La Grèce, principale porte d’entrée des migrants vers la zone Schengen, tend à devenir une impasse. Ceux qui peuvent se faire envoyer un peu d’argent essayent de poursuivre leur route clandestine en passant par la Macédoine, la Serbie et la Hongrie, ou encore par la Bulgarie.

Mais pour des milliers de migrants en difficulté, la Turquie, dont l’économie reste dynamique, offre une solution de repli moins coûteuse. Cette tendance risque de se renforcer. La Turquie et l’UE ont en effet signé, en décembre 2013, un accord de réadmission des migrants entrés dans l’UE par la Turquie. Il prévoit que les autorités turques devront prendre en charge les clandestins interpellés dans la zone Schengen. En contrepartie, les Turcs seront progressivement autorisés à voyager en Europe sans visa.

[..] A Alexandroupolis, une ville proche de la frontière turque, les passeurs organisent désormais les trajets dans les deux sens. Ils se font à pied, de nuit, à travers champs, avec parfois la traversée périlleuse du fleuve Evros. “ Nous n’avons pas croisé un seul garde-frontière et nous sommes arrivés le matin à Edirne „, se souvient Ousmane. Pour réclamer de l’aide et un lieu pour se reposer, le groupe de Sénégalais se rend alors à la mosquée. “ Cinq minutes après, la police venait nous arrêter.

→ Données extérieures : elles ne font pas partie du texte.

//! inference::bootstrap — moving block bootstrap (MBB) for dependent series.
//!
//! Purpose
//! -------
//! Build pseudo-series of the same length as the original by concatenating
//! overlapping blocks drawn with replacement. Within-block dependence is
//! preserved while the global ordering is broken, which is what makes the
//! MBB valid for autocorrelated, non-Gaussian loss differentials.
//!
//! Key behaviors
//! -------------
//! - [`MovingBlockBootstrap`] validates `(data, block_size)` once and then
//!   resamples infallibly: `⌈T/b⌉` start indices uniform on `[0, T−b]`,
//!   windows of length `b` concatenated and truncated to exactly `T`.
//! - [`replicate_seed`] derives an independent RNG seed per replicate from
//!   a base seed and the replicate index, so replicates can run in any
//!   order (or in parallel) and still be reproducible.
//!
//! Invariants & assumptions
//! ------------------------
//! - `1 ≤ b ≤ T`; anything else is rejected at construction.
//! - The sampler holds no state besides a borrow of the data; all
//!   randomness comes from the `Rng` passed to each call.
use crate::inference::errors::{InferenceError, InferenceResult};
use rand::Rng;

/// Validated moving-block-bootstrap sampler over a borrowed series.
#[derive(Debug, Clone, Copy)]
pub struct MovingBlockBootstrap<'a> {
    data: &'a [f64],
    block_size: usize,
}

impl<'a> MovingBlockBootstrap<'a> {
    /// Create a sampler for `data` with blocks of length `block_size`.
    ///
    /// Errors
    /// ------
    /// - `InferenceError::EmptySeries` if `data` is empty.
    /// - `InferenceError::InvalidBlockSize` unless `1 ≤ block_size ≤ T`.
    pub fn new(data: &'a [f64], block_size: usize) -> InferenceResult<Self> {
        if data.is_empty() {
            return Err(InferenceError::EmptySeries);
        }
        if block_size == 0 || block_size > data.len() {
            return Err(InferenceError::InvalidBlockSize { block_size, n: data.len() });
        }
        Ok(MovingBlockBootstrap { data, block_size })
    }

    pub fn block_size(&self) -> usize {
        self.block_size
    }

    /// Number of blocks drawn per replicate, `⌈T/b⌉`.
    pub fn num_blocks(&self) -> usize {
        self.data.len().div_ceil(self.block_size)
    }

    /// Draw one pseudo-series into `out`, replacing its contents.
    ///
    /// `out` is cleared first and ends with exactly `T` elements; its
    /// capacity is reused across calls.
    pub fn resample_into<R: Rng>(&self, rng: &mut R, out: &mut Vec<f64>) {
        let n = self.data.len();
        let last_start = n - self.block_size;
        out.clear();
        out.reserve(n);
        for _ in 0..self.num_blocks() {
            let start = rng.gen_range(0..=last_start);
            let take = self.block_size.min(n - out.len());
            out.extend_from_slice(&self.data[start..start + take]);
        }
    }

    /// Draw one pseudo-series into a fresh vector.
    pub fn resample<R: Rng>(&self, rng: &mut R) -> Vec<f64> {
        let mut out = Vec::with_capacity(self.data.len());
        self.resample_into(rng, &mut out);
        out
    }
}

/// SplitMix64 mix of a base seed and a replicate index.
///
/// The golden-gamma increment and the two multiply-xorshift rounds are the
/// standard SplitMix64 output step, evaluated at state `base ^ (i + 1)·γ`;
/// `seed_from_u64` then expands each mixed value into a full `StdRng` key.
///
/// Neighbouring indices map to well-separated seeds, so per-replicate
/// `StdRng::seed_from_u64(replicate_seed(base, i))` streams are
/// independent of one another and of the execution order.
#[inline]
pub fn replicate_seed(base: u64, index: u64) -> u64 {
    let mut z = base ^ index.wrapping_add(1).wrapping_mul(0x9E37_79B9_7F4A_7C15);
    z = (z ^ (z >> 30)).wrapping_mul(0xBF58_476D_1CE4_E5B9);
    z = (z ^ (z >> 27)).wrapping_mul(0x94D0_49BB_1331_11EB);
    z ^ (z >> 31)
}

#[cfg(test)]
mod tests {
    use super::*;
    use rand::{SeedableRng, rngs::StdRng};
    use std::collections::HashSet;

    // -------------------------------------------------------------------------
    // Scope
    // -----
    // These tests cover:
    // - Constructor validation.
    // - Length, block structure, and determinism of resampled series.
    // - Distinctness of per-replicate seeds.
    // -------------------------------------------------------------------------

    #[test]
    // Purpose
    // -------
    // Reject empty data and block sizes outside [1, T].
    //
    // Given
    // -----
    // - Empty data; block 0; block T + 1; block T.
    //
    // Expect
    // ------
    // - Errors for the first three; Ok for block = T.
    fn moving_block_bootstrap_validates_configuration() {
        let data = [1.0, 2.0, 3.0];

        assert_eq!(MovingBlockBootstrap::new(&[], 1).unwrap_err(), InferenceError::EmptySeries);
        assert_eq!(
            MovingBlockBootstrap::new(&data, 0).unwrap_err(),
            InferenceError::InvalidBlockSize { block_size: 0, n: 3 }
        );
        assert!(MovingBlockBootstrap::new(&data, 4).is_err());
        assert!(MovingBlockBootstrap::new(&data, 3).is_ok());
    }

    #[test]
    // Purpose
    // -------
    // Verify that a pseudo-series has length T and is made of contiguous
    // windows of the original series.
    //
    // Given
    // -----
    // - data = 0, 1, …, 22 (T = 23, distinct values), block size 5.
    //
    // Expect
    // ------
    // - ⌈23/5⌉ = 5 blocks, output length 23.
    // - Inside every block (positions 5k..5k+5) consecutive values differ
    //   by exactly 1.
    fn resample_preserves_length_and_block_contiguity() {
        // Arrange
        let data: Vec<f64> = (0..23).map(|t| t as f64).collect();
        let mbb = MovingBlockBootstrap::new(&data, 5).unwrap();
        let mut rng = StdRng::seed_from_u64(7);

        // Act
        let pseudo = mbb.resample(&mut rng);

        // Assert
        assert_eq!(mbb.num_blocks(), 5);
        assert_eq!(pseudo.len(), 23);
        for block in pseudo.chunks(5) {
            for pair in block.windows(2) {
                assert_eq!(pair[1] - pair[0], 1.0, "block not contiguous: {block:?}");
            }
            assert!(block[0] <= 18.0, "start index beyond T − b: {block:?}");
        }
    }

    #[test]
    // Purpose
    // -------
    // Ensure resampling is reproducible for a fixed seed and that the
    // buffer-reusing variant matches the allocating one.
    //
    // Given
    // -----
    // - The same data and two RNGs seeded identically.
    //
    // Expect
    // ------
    // - Identical pseudo-series from `resample` and `resample_into`.
    fn resample_is_deterministic_given_seed() {
        let data: Vec<f64> = (0..50).map(|t| (t as f64).sin()).collect();
        let mbb = MovingBlockBootstrap::new(&data, 4).unwrap();
        let mut buffer = vec![99.0; 3];

        let a = mbb.resample(&mut StdRng::seed_from_u64(11));
        mbb.resample_into(&mut StdRng::seed_from_u64(11), &mut buffer);

        assert_eq!(a, buffer);
    }

    #[test]
    // Purpose
    // -------
    // Check that replicate seeds do not collide for a run of indices and
    // differ across base seeds.
    //
    // Given
    // -----
    // - Base seeds 0 and 1, indices 0..10000.
    //
    // Expect
    // ------
    // - 20000 distinct seeds.
    fn replicate_seeds_are_distinct() {
        let seeds: HashSet<u64> = (0..2u64)
            .flat_map(|base| (0..10_000u64).map(move |i| replicate_seed(base, i)))
            .collect();
        assert_eq!(seeds.len(), 20_000);
    }

    #[test]
    // Purpose
    // -------
    // With base seed 0 the mix reproduces the published SplitMix64 output
    // sequence started from state 0.
    //
    // Given
    // -----
    // - Base seed 0, indices 0, 1, 2.
    //
    // Expect
    // ------
    // - 0xE220A8397B1DCDAF, 0x6E789E6AA1B965F4, 0x06C45D188009454F.
    fn replicate_seed_matches_splitmix64_sequence() {
        assert_eq!(replicate_seed(0, 0), 0xE220_A839_7B1D_CDAF);
        assert_eq!(replicate_seed(0, 1), 0x6E78_9E6A_A1B9_65F4);
        assert_eq!(replicate_seed(0, 2), 0x06C4_5D18_8009_454F);
    }
}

Ici, même les imams sont policiers „, s’offusque Ibrahim.

Dans le centre de rétention d’Edirne, où ils sont placés durant trois jours, se croisent les flux migratoires. Si les migrants “ économiques “ sont tentés de revenir sur leurs pas, d’autres continuent à fuir en masse. “ Nous arrivions de Grèce et nous étions enfermés avec des dizaines de personnes, en majorité des Syriens, qui essayaient d’y aller „, note Ibrahim. “ Mais eux fuient une guerre, ils partent sans se retourner „, ajoute Ousmane.